When Debbie Pickworth visited her primary care physician to get a work release for a previous week’s worth of hospital scans and testing, she was immediately pulled into one of the rooms. And no other patients were around. She knew something was up.
“I got pulled in quickly, which never happens. You’re usually in that waiting room for a while,” said Pickworth, a Garden City resident. “And my doctor told me I had lung cancer. At that point they didn’t know staging. I needed more testing and biopsies to determine staging.”
Pickworth was 43 years old at the time. Sixteen years earlier, in her late 20s, she watched her mother die of stage IV lung cancer.
“After watching my mother die of lung cancer, that was a bombshell, worst news ever,” said Pickworth, who receives Blue Cross Blue Shield of Michigan supplemental insurance through her husband’s employment. “All I could think of was ‘this is it.’ My mom, when she was diagnosed, they gave her six months (to live), with treatment … she lived about a year and a half.”

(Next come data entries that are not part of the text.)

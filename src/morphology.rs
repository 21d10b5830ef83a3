use crate::providers::PronunciationSource;
use crate::types::Phonetic;
use once_cell::sync::Lazy;
use parking_lot::RwLock;
use std::collections::{BTreeMap, HashMap};

const MIN_DECOMPOSED_LEN: usize = 5;
const MIN_CORE_LEN: usize = 3;

/// Fixed affix tables for pedagogical decomposition. Longest match wins;
/// ordering within the table is not significant.
const PREFIXES: &[&str] = &[
    "anti", "auto", "bi", "co", "counter", "de", "dis", "en", "ex", "extra", "fore", "hyper",
    "il", "im", "in", "inter", "ir", "micro", "mid", "mis", "mono", "multi", "non", "over",
    "post", "pre", "pro", "re", "semi", "sub", "super", "trans", "tri", "ultra", "un", "under",
];

const SUFFIXES: &[&str] = &[
    "able", "age", "al", "ance", "ation", "dom", "ed", "ence", "er", "est", "ful", "hood",
    "ible", "ic", "ical", "ify", "ing", "ion", "ish", "ism", "ist", "ity", "ive", "ize",
    "less", "ly", "ment", "ness", "or", "ous", "ship", "sion", "tion", "ward", "y",
];

/// Decompose a word into `[prefix?, core, suffix?]` tokens. Short or
/// unmatchable words come back as a single cleaned token.
pub fn derive_morphology(word: &str) -> Vec<String> {
    let cleaned: String = word
        .chars()
        .filter(|c| c.is_ascii_alphabetic())
        .collect::<String>()
        .to_lowercase();
    if cleaned.is_empty() {
        return Vec::new();
    }
    if cleaned.len() < MIN_DECOMPOSED_LEN {
        return vec![cleaned];
    }

    let mut core = cleaned.as_str();
    let prefix = longest_prefix(core);
    if let Some(p) = prefix {
        core = &core[p.len()..];
    }
    let suffix = longest_suffix(core);
    if let Some(s) = suffix {
        core = &core[..core.len() - s.len()];
    }

    if prefix.is_none() && suffix.is_none() {
        return vec![cleaned];
    }
    let mut tokens = Vec::with_capacity(3);
    if let Some(p) = prefix {
        tokens.push(p.to_string());
    }
    tokens.push(core.to_string());
    if let Some(s) = suffix {
        tokens.push(s.to_string());
    }
    tokens
}

fn longest_prefix(word: &str) -> Option<&'static str> {
    PREFIXES
        .iter()
        .filter(|p| word.starts_with(**p) && word.len() - p.len() >= MIN_CORE_LEN)
        .max_by_key(|p| p.len())
        .copied()
}

fn longest_suffix(word: &str) -> Option<&'static str> {
    SUFFIXES
        .iter()
        .filter(|s| word.ends_with(**s) && word.len() - s.len() >= MIN_CORE_LEN)
        .max_by_key(|s| s.len())
        .copied()
}

// A token queried once is never re-queried for the process lifetime, even
// when the provider had nothing for it.
static PRONOUNCE_MEMO: Lazy<RwLock<HashMap<String, Option<String>>>> =
    Lazy::new(|| RwLock::new(HashMap::new()));

/// Resolve a transcription per morphology token through the
/// pronunciation-by-spelling provider, reusing the single result for both
/// accents. Returns nothing when no token resolved.
pub async fn build_morphology_phonetics(
    tokens: &[String],
    source: &dyn PronunciationSource,
) -> Option<BTreeMap<String, Phonetic>> {
    let mut map = BTreeMap::new();
    for token in tokens {
        if let Some(raw) = pronounce_memoized(token, source).await {
            map.insert(token.clone(), Phonetic::both(Some(raw)));
        }
    }
    if map.is_empty() { None } else { Some(map) }
}

pub async fn pronounce_memoized(
    token: &str,
    source: &dyn PronunciationSource,
) -> Option<String> {
    if let Some(cached) = PRONOUNCE_MEMO.read().get(token) {
        return cached.clone();
    }
    let resolved = source.pronounce(token).await;
    PRONOUNCE_MEMO
        .write()
        .insert(token.to_string(), resolved.clone());
    resolved
}

const ARPABET_TO_IPA: &[(&str, &str)] = &[
    ("AA", "ɑː"), ("AE", "æ"), ("AH", "ʌ"), ("AO", "ɔː"), ("AW", "aʊ"), ("AY", "aɪ"),
    ("B", "b"), ("CH", "tʃ"), ("D", "d"), ("DH", "ð"), ("EH", "e"), ("ER", "ɝ"),
    ("EY", "eɪ"), ("F", "f"), ("G", "ɡ"), ("HH", "h"), ("IH", "ɪ"), ("IY", "iː"),
    ("JH", "dʒ"), ("K", "k"), ("L", "l"), ("M", "m"), ("N", "n"), ("NG", "ŋ"),
    ("OW", "oʊ"), ("OY", "ɔɪ"), ("P", "p"), ("R", "r"), ("S", "s"), ("SH", "ʃ"),
    ("T", "t"), ("TH", "θ"), ("UH", "ʊ"), ("UW", "uː"), ("V", "v"), ("W", "w"),
    ("Y", "j"), ("Z", "z"), ("ZH", "ʒ"),
];

const ARPABET_VOWELS: &[&str] = &[
    "AA", "AE", "AH", "AO", "AW", "AY", "EH", "ER", "EY", "IH", "IY", "OW", "OY", "UH", "UW",
];

/// Display normalization: IPA passes through, ARPABET converts with
/// primary/secondary stress marks attached to the following vowel.
pub fn format_phonetic(raw: Option<&str>) -> String {
    let Some(text) = raw.map(str::trim).filter(|t| !t.is_empty()) else {
        return "-".to_string();
    };
    if text.chars().any(|c| "/ɪʊəæɑɔʃʒθðŋ".contains(c)) {
        return text.to_string();
    }
    if !text
        .chars()
        .all(|c| c.is_ascii_uppercase() || c.is_ascii_digit() || c.is_whitespace())
    {
        return text.to_string();
    }

    let mut pending_stress = "";
    let mut out = String::new();
    for token in text.split_whitespace() {
        let base: String = token.chars().take_while(|c| c.is_ascii_uppercase()).collect();
        let stress: Option<char> = token.chars().find(|c| c.is_ascii_digit());
        match stress {
            Some('1') => pending_stress = "ˈ",
            Some('2') => pending_stress = "ˌ",
            _ => {}
        }
        let ipa = ARPABET_TO_IPA
            .iter()
            .find(|(arp, _)| *arp == base)
            .map(|(_, ipa)| (*ipa).to_string())
            .unwrap_or_else(|| base.to_lowercase());
        if ARPABET_VOWELS.contains(&base.as_str()) && !pending_stress.is_empty() {
            out.push_str(pending_stress);
            pending_stress = "";
        }
        out.push_str(&ipa);
    }
    out
}

const POS_ZH: &[(&str, &str)] = &[
    ("noun", "名词"), ("n", "名词"),
    ("verb", "动词"), ("v", "动词"),
    ("adjective", "形容词"), ("adj", "形容词"),
    ("adverb", "副词"), ("adv", "副词"),
    ("pronoun", "代词"), ("pron", "代词"),
    ("preposition", "介词"), ("prep", "介词"),
    ("conjunction", "连词"), ("conj", "连词"),
    ("interjection", "感叹词"), ("int", "感叹词"),
    ("determiner", "限定词"),
    ("article", "冠词"),
    ("phrase", "短语"),
    ("idiom", "习语"),
    ("unknown", "未知词性"),
];

/// Display label for a part of speech: known tags get a Chinese name
/// with the raw tag in parentheses, unknown tags pass through.
pub fn format_part_of_speech(pos: &str) -> String {
    let raw = pos.trim().trim_end_matches('.');
    let raw = if raw.is_empty() { "unknown" } else { raw };
    let key = raw.to_lowercase();
    match POS_ZH.iter().find(|(tag, _)| *tag == key) {
        Some((_, zh)) => format!("{zh} ({raw})"),
        None => raw.to_string(),
    }
}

Pickworth soon learned she had stage IV cancer as well. In 2013, she was given a bleak timeline of 12 to 24 months to live, a timeline she has obviously lapped many times over. But the strength she has now didn’t pop up overnight. As she tried to process her new reality, Pickworth said she spent a few weeks doing very little aside from wallowing and feeling sorry for herself, a totally understandable initial reaction. But once she snapped out of that stage, she stood up and fought. The first few rounds of that fight were about educating herself and advocating for lung cancer. 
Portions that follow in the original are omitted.